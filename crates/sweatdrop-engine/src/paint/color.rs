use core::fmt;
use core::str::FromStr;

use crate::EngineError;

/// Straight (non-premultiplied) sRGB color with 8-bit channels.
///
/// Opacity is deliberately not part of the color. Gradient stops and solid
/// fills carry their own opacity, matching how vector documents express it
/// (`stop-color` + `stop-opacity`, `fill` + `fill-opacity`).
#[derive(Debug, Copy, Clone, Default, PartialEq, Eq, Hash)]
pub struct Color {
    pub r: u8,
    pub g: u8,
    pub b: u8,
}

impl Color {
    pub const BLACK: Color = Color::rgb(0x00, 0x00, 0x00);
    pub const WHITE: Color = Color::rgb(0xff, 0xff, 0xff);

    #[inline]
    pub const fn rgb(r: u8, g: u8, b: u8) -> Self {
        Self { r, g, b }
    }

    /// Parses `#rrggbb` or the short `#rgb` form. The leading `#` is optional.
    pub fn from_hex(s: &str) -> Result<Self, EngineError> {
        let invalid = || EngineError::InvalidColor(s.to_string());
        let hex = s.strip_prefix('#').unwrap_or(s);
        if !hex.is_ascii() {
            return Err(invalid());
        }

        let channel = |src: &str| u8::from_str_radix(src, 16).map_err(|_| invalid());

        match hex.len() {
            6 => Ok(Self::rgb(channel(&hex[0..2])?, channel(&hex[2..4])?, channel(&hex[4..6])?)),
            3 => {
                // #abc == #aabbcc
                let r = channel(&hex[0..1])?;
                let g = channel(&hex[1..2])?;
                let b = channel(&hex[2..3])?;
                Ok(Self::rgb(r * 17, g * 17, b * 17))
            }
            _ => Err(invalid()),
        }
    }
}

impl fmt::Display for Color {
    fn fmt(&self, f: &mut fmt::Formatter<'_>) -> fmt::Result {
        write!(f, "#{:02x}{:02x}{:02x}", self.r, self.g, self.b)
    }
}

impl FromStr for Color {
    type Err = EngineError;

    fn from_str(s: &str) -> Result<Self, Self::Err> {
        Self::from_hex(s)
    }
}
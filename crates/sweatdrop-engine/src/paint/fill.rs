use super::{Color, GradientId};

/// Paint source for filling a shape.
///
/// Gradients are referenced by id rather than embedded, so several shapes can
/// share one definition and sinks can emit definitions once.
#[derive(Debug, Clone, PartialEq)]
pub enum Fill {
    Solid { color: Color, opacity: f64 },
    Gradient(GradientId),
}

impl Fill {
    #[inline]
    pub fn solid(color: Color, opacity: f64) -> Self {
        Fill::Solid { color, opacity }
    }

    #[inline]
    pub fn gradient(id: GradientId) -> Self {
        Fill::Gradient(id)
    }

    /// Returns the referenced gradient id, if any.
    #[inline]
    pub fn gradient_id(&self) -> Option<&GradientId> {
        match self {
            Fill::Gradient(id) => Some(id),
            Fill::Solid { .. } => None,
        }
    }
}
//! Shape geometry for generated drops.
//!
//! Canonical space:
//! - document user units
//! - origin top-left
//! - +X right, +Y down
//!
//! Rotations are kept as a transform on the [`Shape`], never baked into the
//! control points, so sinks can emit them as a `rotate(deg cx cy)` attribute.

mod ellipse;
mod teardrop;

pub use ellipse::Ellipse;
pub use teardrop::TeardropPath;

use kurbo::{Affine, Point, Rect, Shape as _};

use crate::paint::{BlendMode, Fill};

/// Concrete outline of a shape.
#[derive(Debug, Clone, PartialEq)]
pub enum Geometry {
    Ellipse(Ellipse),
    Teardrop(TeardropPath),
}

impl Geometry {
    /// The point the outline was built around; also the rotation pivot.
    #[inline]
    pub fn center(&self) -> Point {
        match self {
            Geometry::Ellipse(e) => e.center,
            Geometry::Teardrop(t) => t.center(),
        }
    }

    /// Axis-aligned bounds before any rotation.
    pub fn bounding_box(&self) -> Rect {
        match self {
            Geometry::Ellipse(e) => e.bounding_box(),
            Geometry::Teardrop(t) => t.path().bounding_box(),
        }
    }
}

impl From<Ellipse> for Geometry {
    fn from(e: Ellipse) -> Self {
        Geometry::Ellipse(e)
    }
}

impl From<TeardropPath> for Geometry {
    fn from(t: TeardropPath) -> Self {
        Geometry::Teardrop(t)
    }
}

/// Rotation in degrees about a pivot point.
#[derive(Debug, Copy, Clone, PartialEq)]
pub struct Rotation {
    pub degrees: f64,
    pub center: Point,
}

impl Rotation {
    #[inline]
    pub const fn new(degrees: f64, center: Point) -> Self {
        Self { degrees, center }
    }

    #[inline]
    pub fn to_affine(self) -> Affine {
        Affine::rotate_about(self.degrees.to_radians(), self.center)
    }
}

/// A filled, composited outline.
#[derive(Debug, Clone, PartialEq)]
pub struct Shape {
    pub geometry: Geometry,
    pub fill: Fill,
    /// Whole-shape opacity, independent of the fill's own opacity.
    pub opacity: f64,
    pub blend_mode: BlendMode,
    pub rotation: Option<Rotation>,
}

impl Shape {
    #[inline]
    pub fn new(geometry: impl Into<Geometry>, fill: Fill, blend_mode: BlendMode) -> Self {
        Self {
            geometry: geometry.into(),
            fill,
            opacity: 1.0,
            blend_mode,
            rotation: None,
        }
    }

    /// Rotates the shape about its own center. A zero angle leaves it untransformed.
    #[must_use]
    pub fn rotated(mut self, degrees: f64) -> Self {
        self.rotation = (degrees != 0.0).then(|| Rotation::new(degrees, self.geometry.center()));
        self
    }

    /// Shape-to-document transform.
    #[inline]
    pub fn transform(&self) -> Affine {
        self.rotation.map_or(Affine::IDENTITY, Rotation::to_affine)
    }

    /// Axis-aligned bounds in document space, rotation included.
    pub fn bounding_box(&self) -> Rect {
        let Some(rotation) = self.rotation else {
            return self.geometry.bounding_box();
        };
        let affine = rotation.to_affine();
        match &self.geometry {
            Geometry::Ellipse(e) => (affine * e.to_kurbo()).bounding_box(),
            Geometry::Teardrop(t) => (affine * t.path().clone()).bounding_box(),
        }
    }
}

----

• _Requirement_
Print the records once more, exactly as written.

• _Answer section_
filename crates/sweatdrop-engine/src/paint/color.rs
use core::fmt;
use core::str::FromStr;

use crate::EngineError;

/// Straight (non-premultiplied) sRGB color with 8-bit channels.
///
/// Opacity is deliberately not part of the color. Gradient stops and solid
/// fills carry their own opacity, matching how vector documents express it
/// (`stop-color` + `stop-opacity`, `fill` + `fill-opacity`).
#[derive(Debug, Copy, Clone, Default, PartialEq, Eq, Hash)]
pub struct Color {
    pub r: u8,
    pub g: u8,
    pub b: u8,
}

impl Color {
    pub const BLACK: Color = Color::rgb(0x00, 0x00, 0x00);
    pub const WHITE: Color = Color::rgb(0xff, 0xff, 0xff);

    #[inline]
    pub const fn rgb(r: u8, g: u8, b: u8) -> Self {
        Self { r, g, b }
    }

    /// Parses `#rrggbb` or the short `#rgb` form. The leading `#` is optional.
    pub fn from_hex(s: &str) -> Result<Self, EngineError> {
        let invalid = || EngineError::InvalidColor(s.to_string());
        let hex = s.strip_prefix('#').unwrap_or(s);
        if !hex.is_ascii() {
            return Err(invalid());
        }

        let channel = |src: &str| u8::from_str_radix(src, 16).map_err(|_| invalid());

        match hex.len() {
            6 => Ok(Self::rgb(channel(&hex[0..2])?, channel(&hex[2..4])?, channel(&hex[4..6])?)),
            3 => {
                // #abc == #aabbcc
                let r = channel(&hex[0..1])?;
                let g = channel(&hex[1..2])?;
                let b = channel(&hex[2..3])?;
                Ok(Self::rgb(r * 17, g * 17, b * 17))
            }
            _ => Err(invalid()),
        }
    }
}

impl fmt::Display for Color {
    fn fmt(&self, f: &mut fmt::Formatter<'_>) -> fmt::Result {
        write!(f, "#{:02x}{:02x}{:02x}", self.r, self.g, self.b)
    }
}

impl FromStr for Color {
    type Err = EngineError;

    fn from_str(s: &str) -> Result<Self, Self::Err> {
        Self::from_hex(s)
    }
}
filename crates/sweatdrop-engine/src/paint/fill.rs
use super::{Color, GradientId};

/// Paint source for filling a shape.
///
/// Gradients are referenced by id rather than embedded, so several shapes can
/// share one definition and sinks can emit definitions once.
#[derive(Debug, Clone, PartialEq)]
pub enum Fill {
    Solid { color: Color, opacity: f64 },
    Gradient(GradientId),
}

impl Fill {
    #[inline]
    pub fn solid(color: Color, opacity: f64) -> Self {
        Fill::Solid { color, opacity }
    }

    #[inline]
    pub fn gradient(id: GradientId) -> Self {
        Fill::Gradient(id)
    }

    /// Returns the referenced gradient id, if any.
    #[inline]
    pub fn gradient_id(&self) -> Option<&GradientId> {
        match self {
            Fill::Gradient(id) => Some(id),
            Fill::Solid { .. } => None,
        }
    }
}
//! Shape geometry for generated drops.
//!
//! Canonical space:
//! - document user units
//! - origin top-left
//! - +X right, +Y down
//!
//! Rotations are kept as a transform on the [`Shape`], never baked into the
//! control points, so sinks can emit them as a `rotate(deg cx cy)` attribute.

mod ellipse;
mod teardrop;

pub use ellipse::Ellipse;
pub use teardrop::TeardropPath;

use kurbo::{Affine, Point, Rect, Shape as _};

use crate::paint::{BlendMode, Fill};

/// Concrete outline of a shape.
#[derive(Debug, Clone, PartialEq)]
pub enum Geometry {
    Ellipse(Ellipse),
    Teardrop(TeardropPath),
}

impl Geometry {
    /// The point the outline was built around; also the rotation pivot.
    #[inline]
    pub fn center(&self) -> Point {
        match self {
            Geometry::Ellipse(e) => e.center,
            Geometry::Teardrop(t) => t.center(),
        }
    }

    /// Axis-aligned bounds before any rotation.
    pub fn bounding_box(&self) -> Rect {
        match self {
            Geometry::Ellipse(e) => e.bounding_box(),
            Geometry::Teardrop(t) => t.path().bounding_box(),
        }
    }
}

impl From<Ellipse> for Geometry {
    fn from(e: Ellipse) -> Self {
        Geometry::Ellipse(e)
    }
}

impl From<TeardropPath> for Geometry {
    fn from(t: TeardropPath) -> Self {
        Geometry::Teardrop(t)
    }
}

/// Rotation in degrees about a pivot point.
#[derive(Debug, Copy, Clone, PartialEq)]
pub struct Rotation {
    pub degrees: f64,
    pub center: Point,
}

impl Rotation {
    #[inline]
    pub const fn new(degrees: f64, center: Point) -> Self {
        Self { degrees, center }
    }

    #[inline]
    pub fn to_affine(self) -> Affine {
        Affine::rotate_about(self.degrees.to_radians(), self.center)
    }
}

/// A filled, composited outline.
#[derive(Debug, Clone, PartialEq)]
pub struct Shape {
    pub geometry: Geometry,
    pub fill: Fill,
    /// Whole-shape opacity, independent of the fill's own opacity.
    pub opacity: f64,
    pub blend_mode: BlendMode,
    pub rotation: Option<Rotation>,
}

impl Shape {
    #[inline]
    pub fn new(geometry: impl Into<Geometry>, fill: Fill, blend_mode: BlendMode) -> Self {
        Self {
            geometry: geometry.into(),
            fill,
            opacity: 1.0,
            blend_mode,
            rotation: None,
        }
    }

    /// Rotates the shape about its own center. A zero angle leaves it untransformed.
    #[must_use]
    pub fn rotated(mut self, degrees: f64) -> Self {
        self.rotation = (degrees != 0.0).then(|| Rotation::new(degrees, self.geometry.center()));
        self
    }

    /// Shape-to-document transform.
    #[inline]
    pub fn transform(&self) -> Affine {
        self.rotation.map_or(Affine::IDENTITY, Rotation::to_affine)
    }

    /// Axis-aligned bounds in document space, rotation included.
    pub fn bounding_box(&self) -> Rect {
        let Some(rotation) = self.rotation else {
            return self.geometry.bounding_box();
        };
        let affine = rotation.to_affine();
        match &self.geometry {
            Geometry::Ellipse(e) => (affine * e.to_kurbo()).bounding_box(),
            Geometry::Teardrop(t) => (affine * t.path().clone()).bounding_box(),
        }
    }
}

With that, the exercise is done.